A Bird's-Eye View of Human Language and Evolution

A Bird’s-Eye View of Human Language and Evolution

It’s National Bird Day! We are celebrating with a passage by Robert Berwick and Noam Chomsky from Birdsong, Speech, and Languagewhich considers the cognitive and neural similarities between birdsong and human speech and language.

Scholars have long been captivated by the parallels between birdsong and human speech and language. Over two thousand years ago, Aristotle had already observed in his Historia Animalium (about 350 BCE) that some songbirds, like children, acquire sophisticated, patterned vocalizations, “ articulated voice, ” in part from listening to adult “ tutors ” but also in part via prior predisposition: “ Some of the small birds do not utter the same voice as their parents when they sing, if they are reared away from home and hear other birds singing. A nightingale has already been observed teaching its chick, suggesting that [birdsong] . . . is receptive to training ” ( Hist. Anim. 1970, 504a35 – 504b3; 536b, 14 – 20 ).

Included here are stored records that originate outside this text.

use std::{
    io::{self, BufRead},
    sync::Arc,
};

use anyhow::{Context, Result};
use gltf_url_loader::{
    output::logs, Collaborators, GltfSourceLoader, HttpFetcher, InMemoryScene, LoadButton,
    LoaderSettings, RuntimePanel, SceneGraph, TextField, TracingSink, UrlGltfComponent,
};
use tracing::metadata::LevelFilter;

fn setup_logging() {
    let filter = std::env::var("GLTF_LOG")
        .ok()
        .and_then(|value| value.parse().ok())
        .unwrap_or(LevelFilter::INFO);

    let subscriber = tracing_subscriber::fmt()
        .with_max_level(filter)
        .with_target(false)
        .compact()
        .finish();

    let _ = tracing::subscriber::set_global_default(subscriber);
}

fn main() -> Result<()> {
    setup_logging();

    let settings = LoaderSettings::load().context("load settings")?;
    tracing::info!(
        "Cache {} at {}",
        if settings.use_cache { "enabled" } else { "disabled" },
        settings.cache_root()?.display()
    );

    let scene = Arc::new(InMemoryScene::new());
    let component = UrlGltfComponent::new(
        settings.clone(),
        Collaborators {
            fetcher: Arc::new(HttpFetcher::new()?),
            scene: scene.clone(),
            loader: Arc::new(GltfSourceLoader),
            events: Arc::new(TracingSink),
        },
    )?;

    let field = Arc::new(TextField::new());
    let button = Arc::new(LoadButton::new());
    let ticket = component.start(RuntimePanel::new(field.clone(), button.clone()));

    if let Some(ticket) = ticket {
        // Errors were already logged by the worker.
        if let Ok(model) = ticket.wait() {
            report(&scene, &model.local_path);
        }
        return Ok(());
    }

    if !settings.runtime_loading {
        return Ok(());
    }

    tracing::info!("Enter a glTF URL per line; Ctrl-D to quit");
    for line in io::stdin().lock().lines() {
        let line = line.context("read stdin")?;
        field.set_text(line);
        button.click();
    }

    component.wait_idle();
    if let Some(model) = component.loaded_model() {
        report(&scene, &model.local_path);
    }
    tracing::debug!("{} log lines buffered", logs::snapshot().len());
    Ok(())
}

fn report(scene: &InMemoryScene, path: &std::path::Path) {
    tracing::info!(
        "Scene holds {} node(s); current model at {}",
        scene.node_count(),
        path.display()
    );
}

Here Aristotle uses the Greek word dialektos to refer to song variation, paralleling human speech, and even anticipates recent work on how the songs of isolated juvenile vocal learning birds might “ drift ” from those of their parents over successive generations. Given two millennia of progress from neuroscience to genomics, we might expect that our insights regarding the parallels between birdsong and human language have advanced since Aristotle ’ s day. But how much have we learned? That is the aim of this book: What can birdsong tell us today about the biology of human speech and language? 

From an evolutionary standpoint, birds are particularly well placed to probe certain biolinguistic questions. The last common ancestor of birds and mammals (the clade Amniotes ) lived about 310 – 330 million years ago, so 600 million years of evolutionary time in all separates humans from Aves , 300 million years from this common ancestor to humans, plus 300 million years from this ancestor to birds. This gulf of more than half a billion years provides an opportunity to resolve certain vexing questions about the adaptive significance of particular biological traits, because given such a large gap of evolutionary time, analogous “ solutions ” are more likely to have arisen as a result of independent, convergent evolution, rather than by shared descent from a common ancestor — the classic example being the independent development of wings in bats and birds ( Stearns & Hoekstra, 2005 ). Since the last common ancestor of birds and bats did not have wings, we can more readily conclude that these distinct “ solutions ” arose independently as adaptive solutions to the same common functional problem of flying. Paradoxically, if two species are extremely closely related — humans and chimpanzees — it can be much more challenging to sort out which traits are due to shared ancestry (i.e., homology) and which are true functional adaptations. It is thus crucial to explore in depth the extent to which the many parallels between human speech and birdsong, ranging from vocal learning, to vocal imitation and vocal production, to analogous brain regions and neural pathways in both songbirds and humans, might best be thought of as the result of converging mechanisms. From this vantage point, on balance it would seem that birdsong is most comparable to the mechanisms of human speech, not language in the broad sense, with both solving the common problem of “ externalizing ” some internal representation as a set of serially ordered motor commands to distinct vocal “ output machines. ”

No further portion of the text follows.